Alla fine del settimo round, sembrava che i secondi dovessero trattenere Ali dal ripiombare sul ring, mentre all’altro angolo Foreman pareva più in bambola della ragazza che mostrava al pubblico il panno col numero del round. La giovane lo impugnò, in maniera inconsapevole, dal verso sbagliato e quell’8 diventò così ∞, il simbolo dell’infinito. Ma Ali non dovette attendere all’infinito per stendere Foreman: bastò quell’ultimo round per decretare la sua vittoria. Per tutto il round incassò i colpi – carezze, non pugniSchermata 2016-10-09 alle 15.50.17.png – di uno stremato Foreman, poi a meno di 30″ dalla fine, una mitragliata di colpi e l’avversario era al tappeto. A 32 anni Muhammad Ali era di nuovo campione dei pesi massimi. La carriera da pugile non finì lì. L’anno dopo sfidò e sconfisse Joe Frazier nel Thrilla in Manilla, ma il declino era ormai inesorabile. Nel 1978 si laureò campione per la terza volta e per altri tre anni flirtò con il ritiro più e più volte. La sua salute era peggiorata e non solo dal punto di vista della forma fisica. Nel 1984 gli venne ufficialmente diagnosticato il Parkinson, malattia neurodegenerativa che colpì anche Michael J Fox, che in quei mesi era impegnato nella produzione di Ritorno al Futuro. La sua carriera di pugile era finita, ma il suo attivismo proseguì. Partecipò ad azioni diplomatiche in Medio Oriente e in Africa, fino a guadagnarsi la massima onorificenza del suo paese, la medaglia presidenziale della libertà.
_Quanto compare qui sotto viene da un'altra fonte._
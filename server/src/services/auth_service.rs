// foodgram_server/src/services/auth_service.rs

//! Password hashing and verification for registration and password change.

use crate::errors::AppError;
use argon2::{
  password_hash::{rand_core::OsRng, PasswordHash, PasswordHasher, PasswordVerifier, SaltString},
  Argon2,
};
use tracing::{debug, error, instrument};

pub const MIN_PASSWORD_LEN: usize = 8;

/// Hashes a plain-text password into an Argon2 PHC string.
#[instrument(name = "auth_service::hash_password", skip(password), err(Display))]
pub fn hash_password(password: &str) -> Result<String, AppError> {
  if password.chars().count() < MIN_PASSWORD_LEN {
    return Err(AppError::validation(
      "password",
      format!("Password must be at least {} characters long.", MIN_PASSWORD_LEN),
    ));
  }

  let salt = SaltString::generate(&mut OsRng);
  match Argon2::default().hash_password(password.as_bytes(), &salt) {
    Ok(hash) => {
      debug!("Password hashed successfully.");
      Ok(hash.to_string())
    }
    Err(argon_err) => {
      error!(error = %argon_err, "Argon2 password hashing failed.");
      Err(AppError::Internal(format!("Password hashing process failed: {}", argon_err)))
    }
  }
}

/// `Ok(false)` on a mismatch; `Err` only when the stored hash is unusable.
#[instrument(
  name = "auth_service::verify_password",
  skip(hashed_password_str, provided_password),
  err(Display),
  fields(hash_len = hashed_password_str.len())
)]
pub fn verify_password(hashed_password_str: &str, provided_password: &str) -> Result<bool, AppError> {
  let parsed_hash = PasswordHash::new(hashed_password_str).map_err(|parse_err| {
    error!(error = %parse_err, "Failed to parse stored password hash string.");
    AppError::Internal(format!("Invalid stored password hash format: {}", parse_err))
  })?;

  match Argon2::default().verify_password(provided_password.as_bytes(), &parsed_hash) {
    Ok(()) => Ok(true),
    Err(argon2::password_hash::Error::Password) => {
      debug!("Password verification failed: Passwords do not match.");
      Ok(false)
    }
    Err(other_argon_err) => {
      error!(error = %other_argon_err, "Argon2 password verification process encountered an error.");
      Err(AppError::Internal(format!(
        "Password verification process failed: {}",
        other_argon_err
      )))
    }
  }
}
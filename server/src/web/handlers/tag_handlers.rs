// foodgram_server/src/web/handlers/tag_handlers.rs

use actix_web::{web, HttpResponse};
use tracing::{instrument, warn};
use uuid::Uuid;

use crate::errors::AppError;
use crate::models::Tag;
use crate::state::AppState;

#[instrument(name = "handler::list_tags", skip(app_state))]
pub async fn list_tags_handler(app_state: web::Data<AppState>) -> Result<HttpResponse, AppError> {
  let tags: Vec<Tag> = sqlx::query_as("SELECT id, name, color, slug FROM tags ORDER BY name")
    .fetch_all(&app_state.db_pool)
    .await?;
  Ok(HttpResponse::Ok().json(tags))
}

#[instrument(name = "handler::get_tag", skip(app_state, path), fields(tag_id = %path.as_ref()))]
pub async fn get_tag_handler(app_state: web::Data<AppState>, path: web::Path<Uuid>) -> Result<HttpResponse, AppError> {
  let tag_id = path.into_inner();
  let tag: Option<Tag> = sqlx::query_as("SELECT id, name, color, slug FROM tags WHERE id = $1")
    .bind(tag_id)
    .fetch_optional(&app_state.db_pool)
    .await?;
  match tag {
    Some(tag) => Ok(HttpResponse::Ok().json(tag)),
    None => {
      warn!("Tag with ID {} not found.", tag_id);
      Err(AppError::NotFound(format!("Tag with ID {} not found.", tag_id)))
    }
  }
}
// foodgram-core/src/domain/pagination.rs

//! Page-number pagination: `page` and `limit` in, `{count, next, previous,
//! results}` out.

use super::error::{DomainError, DomainResult, ValidationErrors};
use serde::Serialize;

pub const DEFAULT_PAGE_SIZE: u32 = 6;
pub const MAX_PAGE_SIZE: u32 = 100;

#[derive(Debug, Clone, Copy, PartialEq, Eq)]
pub struct PageRequest {
  pub page: u32,
  pub limit: u32,
}

impl PageRequest {
  /// Applies defaults and bounds to raw query values.
  pub fn from_query(page: Option<u32>, limit: Option<u32>, default_limit: u32) -> DomainResult<Self> {
    let page = page.unwrap_or(1);
    let limit = limit.unwrap_or(default_limit);
    let mut errors = ValidationErrors::new();
    if page == 0 {
      errors.add("page", "Page numbers start at 1.");
    }
    if limit == 0 {
      errors.add("limit", "Limit must be a positive number.");
    }
    errors.into_result(Self {
      page,
      limit: limit.min(MAX_PAGE_SIZE),
    })
  }

  pub fn offset(&self) -> i64 {
    (i64::from(self.page) - 1) * i64::from(self.limit)
  }

  pub fn limit_i64(&self) -> i64 {
    i64::from(self.limit)
  }

  /// Page 1 is always valid, even when empty; any later page must start
  /// inside the result set.
  pub fn ensure_in_range(&self, count: i64) -> DomainResult<()> {
    if self.page > 1 && self.offset() >= count {
      return Err(DomainError::Validation(ValidationErrors::single(
        "page",
        "No results found for the requested page.",
      )));
    }
    Ok(())
  }

  pub fn has_next(&self, count: i64) -> bool {
    self.offset() + self.limit_i64() < count
  }

  pub fn has_previous(&self) -> bool {
    self.page > 1
  }
}

#[derive(Debug, Clone, Serialize)]
pub struct Page<T> {
  pub count: i64,
  pub next: Option<String>,
  pub previous: Option<String>,
  pub results: Vec<T>,
}

impl<T> Page<T> {
  /// `link_for(page, limit)` renders the absolute URL of a neighbour page.
  pub fn new(results: Vec<T>, count: i64, request: PageRequest, link_for: impl Fn(u32, u32) -> String) -> Self {
    let next = request
      .has_next(count)
      .then(|| link_for(request.page + 1, request.limit));
    let previous = request
      .has_previous()
      .then(|| link_for(request.page - 1, request.limit));
    Self {
      count,
      next,
      previous,
      results,
    }
  }
}

#[cfg(test)]
mod tests {
  use super::*;

  fn link(page: u32, limit: u32) -> String {
    format!("/api/recipes?page={page}&limit={limit}")
  }

  #[test]
  fn defaults_and_cap() {
    let req = PageRequest::from_query(None, Some(1_000), DEFAULT_PAGE_SIZE).unwrap();
    assert_eq!(req, PageRequest { page: 1, limit: MAX_PAGE_SIZE });
    let req = PageRequest::from_query(Some(3), None, DEFAULT_PAGE_SIZE).unwrap();
    assert_eq!(req.offset(), 12);
  }

  #[test]
  fn zero_values_are_rejected() {
    let err = PageRequest::from_query(Some(0), Some(0), DEFAULT_PAGE_SIZE).unwrap_err();
    match err {
      DomainError::Validation(errors) => assert_eq!(errors.fields().len(), 2),
      other => panic!("expected validation error, got {other:?}"),
    }
  }

  #[test]
  fn page_past_the_end_is_rejected_but_first_page_is_not() {
    let first = PageRequest { page: 1, limit: 6 };
    assert!(first.ensure_in_range(0).is_ok());
    let third = PageRequest { page: 3, limit: 6 };
    assert!(third.ensure_in_range(12).is_err());
    assert!(third.ensure_in_range(13).is_ok());
  }

  #[test]
  fn links_point_to_neighbours() {
    let page = Page::new(vec![1, 2], 14, PageRequest { page: 2, limit: 6 }, link);
    assert_eq!(page.next.as_deref(), Some("/api/recipes?page=3&limit=6"));
    assert_eq!(page.previous.as_deref(), Some("/api/recipes?page=1&limit=6"));

    let last = Page::new(vec![1, 2], 14, PageRequest { page: 3, limit: 6 }, link);
    assert!(last.next.is_none());
  }
}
Iconico fu il momento in cui Ali accese la torcia olimpica come ultimo tedoforo di Atlanta 1996, così come quando quello stesso anno salì sul palco alla cerimonia degli Oscar per When We Were Kings, aiutato da quel George Foreman che, un tempo rivale, era ormai passato anche lui all’angolo di Ali. Negli anni a venire, le sue apparizioni pubbliche furono sempre più rare. Ricoverato in seguito a problemi respiratori, Muhammad Ali scomparve il 3 giugno 2016 a causa di uno shock settico all’età di 74 anni. Il suo rifiuto a combattere una guerra non sua, la volontà di esporsi al punto di perdere gli anni d’oro della sua carriera e circa 10 milioni di dollari, fanno di Muhammad Ali il G.O.A.T., il più grande di tutti i tempi. Uno come lui difficilmente nascerà ancora, proprio per la sua innata capacità di essere un Gandhi che colpisce come Bruce Lee, uno Usain Bolt con la saggezza di Socrate. Non solo per quanto fatto nel ring, ma anche e soprattutto per quanto fatto per i diritti umani, per aver dato loro una legittimazione che trascende i traguardi terreni del singolo. Le sue azioni hanno portato su un piano tutto nuovo il significato di essere un atleta a tutto tondo. Dopo di lui, non bastava più saper lanciare una palla a 100 mph o avere ottime percentuali nel pitturato per essere il più grande.